▸ TASK DIRECTIONS
Reprint the entire listing exactly.

▸ RECORDS FOR THE TASK
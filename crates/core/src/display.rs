//! Text rendering of parsed analysis reports.
//!
//! Produces a Markdown view of an [`AnalysisReport`]: metric badges, tag lists for issues and
//! actions, bullet lists for outcomes and performance notes, and the summary paragraph. When the
//! report carries no usable structure the raw analysis text is appended verbatim so nothing the
//! backend returned is hidden.

use crate::analysis::AnalysisReport;
use cc_types::CsatScore;

/// Renders `report` as Markdown, falling back to `raw` when the report is unstructured.
///
/// A CSAT of zero is treated as absent for both the badge and the fallback decision, matching
/// how scores have always been displayed.
pub fn render_report(report: &AnalysisReport, raw: &str) -> String {
    let mut output = String::new();
    let shown_csat = report.csat.filter(|score| score.value() > 0);

    let badges = badges(shown_csat, report.fcr);
    if !badges.is_empty() {
        output.push_str(&badges.join(" "));
        output.push_str("\n\n");
    }

    if !report.issues.is_empty() {
        push_tags(&mut output, "Issues Identified", &report.issues);
    }
    if !report.actions.is_empty() {
        push_tags(&mut output, "Actions Taken", &report.actions);
    }
    if !report.outcomes.is_empty() {
        push_bullets(&mut output, "Outcomes", &report.outcomes);
    }
    if !report.performance_notes.is_empty() {
        push_bullets(&mut output, "Agent Performance", &report.performance_notes);
    }
    if !report.summary.is_empty() {
        output.push_str("## Summary\n\n");
        output.push_str(report.summary_text());
        output.push_str("\n\n");
    }

    if shown_csat.is_none() && report.issues.is_empty() {
        output.push_str(raw);
        if !raw.ends_with('\n') {
            output.push('\n');
        }
    }

    output
}

fn badges(csat: Option<CsatScore>, fcr: Option<bool>) -> Vec<String> {
    let mut badges = Vec::new();
    if let Some(score) = csat {
        badges.push(format!(
            "**CSAT: {}/{}** `{}`",
            score,
            CsatScore::SCALE_MAX,
            score.band().css_class()
        ));
    }
    if let Some(resolved) = fcr {
        let (text, class) = if resolved {
            ("Yes", "fcr-yes")
        } else {
            ("No", "fcr-no")
        };
        badges.push(format!("**FCR: {}** `{}`", text, class));
    }
    badges
}

fn push_tags(output: &mut String, title: &str, items: &[String]) {
    output.push_str(&format!("## {}\n\n", title));
    let tags = items
        .iter()
        .map(|item| format!("[{}]", item))
        .collect::<Vec<_>>()
        .join(" ");
    output.push_str(&tags);
    output.push_str("\n\n");
}

fn push_bullets(output: &mut String, title: &str, items: &[String]) {
    output.push_str(&format!("## {}\n\n", title));
    for item in items {
        output.push_str(&format!("- {}\n", item));
    }
    output.push('\n');
}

▸ YOUR RESPONSE
filename crates/core/src/display.rs
//! Text rendering of parsed analysis reports.
//!
//! Produces a Markdown view of an [`AnalysisReport`]: metric badges, tag lists for issues and
//! actions, bullet lists for outcomes and performance notes, and the summary paragraph. When the
//! report carries no usable structure the raw analysis text is appended verbatim so nothing the
//! backend returned is hidden.

use crate::analysis::AnalysisReport;
use cc_types::CsatScore;

/// Renders `report` as Markdown, falling back to `raw` when the report is unstructured.
///
/// A CSAT of zero is treated as absent for both the badge and the fallback decision, matching
/// how scores have always been displayed.
pub fn render_report(report: &AnalysisReport, raw: &str) -> String {
    let mut output = String::new();
    let shown_csat = report.csat.filter(|score| score.value() > 0);

    let badges = badges(shown_csat, report.fcr);
    if !badges.is_empty() {
        output.push_str(&badges.join(" "));
        output.push_str("\n\n");
    }

    if !report.issues.is_empty() {
        push_tags(&mut output, "Issues Identified", &report.issues);
    }
    if !report.actions.is_empty() {
        push_tags(&mut output, "Actions Taken", &report.actions);
    }
    if !report.outcomes.is_empty() {
        push_bullets(&mut output, "Outcomes", &report.outcomes);
    }
    if !report.performance_notes.is_empty() {
        push_bullets(&mut output, "Agent Performance", &report.performance_notes);
    }
    if !report.summary.is_empty() {
        output.push_str("## Summary\n\n");
        output.push_str(report.summary_text());
        output.push_str("\n\n");
    }

    if shown_csat.is_none() && report.issues.is_empty() {
        output.push_str(raw);
        if !raw.ends_with('\n') {
            output.push('\n');
        }
    }

    output
}

fn badges(csat: Option<CsatScore>, fcr: Option<bool>) -> Vec<String> {
    let mut badges = Vec::new();
    if let Some(score) = csat {
        badges.push(format!(
            "**CSAT: {}/{}** `{}`",
            score,
            CsatScore::SCALE_MAX,
            score.band().css_class()
        ));
    }
    if let Some(resolved) = fcr {
        let (text, class) = if resolved {
            ("Yes", "fcr-yes")
        } else {
            ("No", "fcr-no")
        };
        badges.push(format!("**FCR: {}** `{}`", text, class));
    }
    badges
}

fn push_tags(output: &mut String, title: &str, items: &[String]) {
    output.push_str(&format!("## {}\n\n", title));
    let tags = items
        .iter()
        .map(|item| format!("[{}]", item))
        .collect::<Vec<_>>()
        .join(" ");
    output.push_str(&tags);
    output.push_str("\n\n");
}

fn push_bullets(output: &mut String, title: &str, items: &[String]) {
    output.push_str(&format!("## {}\n\n", title));
    for item in items {
        output.push_str(&format!("- {}\n", item));
    }
    output.push('\n');
}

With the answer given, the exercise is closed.